NASA orders up new satellite from UC Berkeley
NASA is forking over $200 million to create a satellite that will determine how Earth's weather affects weather in space.
NASA is forking over $200 million to create a satellite that will determine how Earth's weather affects weather in space.
NASA is busting out their checkbook and placing bets on UC Berkeley. The agency announced they will pay up to $200 million for the University to build a new satellite that can determine how Earth’s weather affects weather in space.
The satellite, known as the Ionospheric Connection Explorer, is set to be created and operated by scientists at UC Berkeley’s Space Sciences Laboratory. NASA is hoping to launch the satellite by 2017, leaving it to orbit 345 miles above Earth at the edge of space.
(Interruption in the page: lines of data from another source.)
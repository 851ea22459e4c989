use thiserror::Error;

/// 应用程序错误类型
#[derive(Debug, Error)]
pub enum AppError {
    /// 输入校验错误
    #[error("校验错误: {0}")]
    Validation(#[from] ValidationError),
    /// 当前阶段不允许该操作
    #[error("状态错误: {0}")]
    State(#[from] StateError),
    /// 会话任务已停止
    #[error("会话已关闭")]
    SessionClosed,
}

/// 输入校验错误
#[derive(Debug, Clone, PartialEq, Eq, Error)]
pub enum ValidationError {
    /// 参与者名字为空
    #[error("参与者名字不能为空")]
    EmptyParticipantName,
    /// 题库为空
    #[error("题库不能为空")]
    EmptyCatalog,
    /// 选项索引超出范围
    #[error("选项索引 {index} 超出范围 [0, {option_count})")]
    OptionOutOfRange { index: usize, option_count: usize },
    /// 计时时长为 0
    #[error("计时时长必须大于 0")]
    ZeroDuration,
    /// 题目不合法
    #[error("第 {index} 题不合法: {reason}")]
    InvalidQuestion { index: usize, reason: String },
}

/// 状态错误
#[derive(Debug, Clone, PartialEq, Eq, Error)]
pub enum StateError {
    /// 当前阶段不允许执行该操作
    #[error("阶段 {phase} 不允许执行 {operation}")]
    InvalidPhase {
        operation: &'static str,
        phase: &'static str,
    },
}

/// 存储错误
#[derive(Debug, Error)]
pub enum StoreError {
    /// 读写失败
    #[error("读写键 {key} 失败: {source}")]
    Io {
        key: String,
        #[source]
        source: std::io::Error,
    },
    /// 键不合法
    #[error("键不合法: {0}")]
    InvalidKey(String),
}

/// 题库错误
#[derive(Debug, Error)]
pub enum CatalogError {
    /// 内置题库为空（程序缺陷）
    #[error("内置题库为空")]
    EmptyBuiltIn,
    /// 内置题目不合法（程序缺陷）
    #[error("内置题库不合法: {0}")]
    InvalidBuiltIn(#[source] ValidationError),
}

impl From<ValidationError> for CatalogError {
    fn from(err: ValidationError) -> Self {
        match err {
            ValidationError::EmptyCatalog => CatalogError::EmptyBuiltIn,
            other => CatalogError::InvalidBuiltIn(other),
        }
    }
}

/// 配置错误
#[derive(Debug, Error)]
pub enum ConfigError {
    /// 环境变量解析失败
    #[error("环境变量 {var_name} 解析失败: 值 '{value}' 无法转换为 {expected_type}")]
    EnvVarParseFailed {
        var_name: String,
        value: String,
        expected_type: String,
    },
    /// 读取配置文件失败
    #[error("读取配置文件失败 ({path}): {source}")]
    FileReadFailed {
        path: String,
        #[source]
        source: std::io::Error,
    },
    /// TOML 解析失败
    #[error("TOML解析失败 ({path}): {source}")]
    TomlParseFailed {
        path: String,
        #[source]
        source: toml::de::Error,
    },
    /// 配置值不合法
    #[error("配置项 {field} 不合法: {reason}")]
    InvalidValue { field: String, reason: String },
}

// ========== 便捷构造函数 ==========

impl AppError {
    /// 创建阶段错误
    pub fn invalid_phase(operation: &'static str, phase: &'static str) -> Self {
        AppError::State(StateError::InvalidPhase { operation, phase })
    }

    /// 创建选项越界错误
    pub fn option_out_of_range(index: usize, option_count: usize) -> Self {
        AppError::Validation(ValidationError::OptionOutOfRange {
            index,
            option_count,
        })
    }

    /// 是否为校验错误
    pub fn is_validation(&self) -> bool {
        matches!(self, AppError::Validation(_))
    }

    /// 是否为状态错误
    pub fn is_state(&self) -> bool {
        matches!(self, AppError::State(_))
    }
}

// ========== Result 类型别名 ==========

/// 应用程序结果类型
pub type AppResult<T> = Result<T, AppError>;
The satellite will collect data to help scientists better predict weather in space. It will be located in an area of space where the sun ionizes the air, creating a wave of charged particles that can interfere with GPS and radio signals.
If scientists are successful, the results can help airplanes better use GPS satellites.
Thomas Immel, the project’s principal investigator and a senior fellow at the Space Sciences Laboratory said:
“Ten years ago, we had no idea that the ionosphere was affected and structured by storms in the lower atmosphere. We proposed ICON in response to this new realization.”
Also last week, NASA announced a new mission called the Global-scale Observations of the Limb and Disk. It will create a special imaging instrument to fly on a commercial communications satellite in order to image the Earth’s thermosphere and ionosphere.
John Grunsfeld, NASA associate administrator for science at NASA Headquarters in Washington D.C., said in a statement:
“The two missions together will result in significantly more advances in our understanding of Earth’s atmosphere and ionosphere than either would alone.”
The new ICON satellite will join several others — THEMIS, ARTEMIS, RHESSI, NuSTAR and all NASA Explorer missions — controlled by UC Berkeley’s Mission Operations Center at the Space Sciences Laboratory.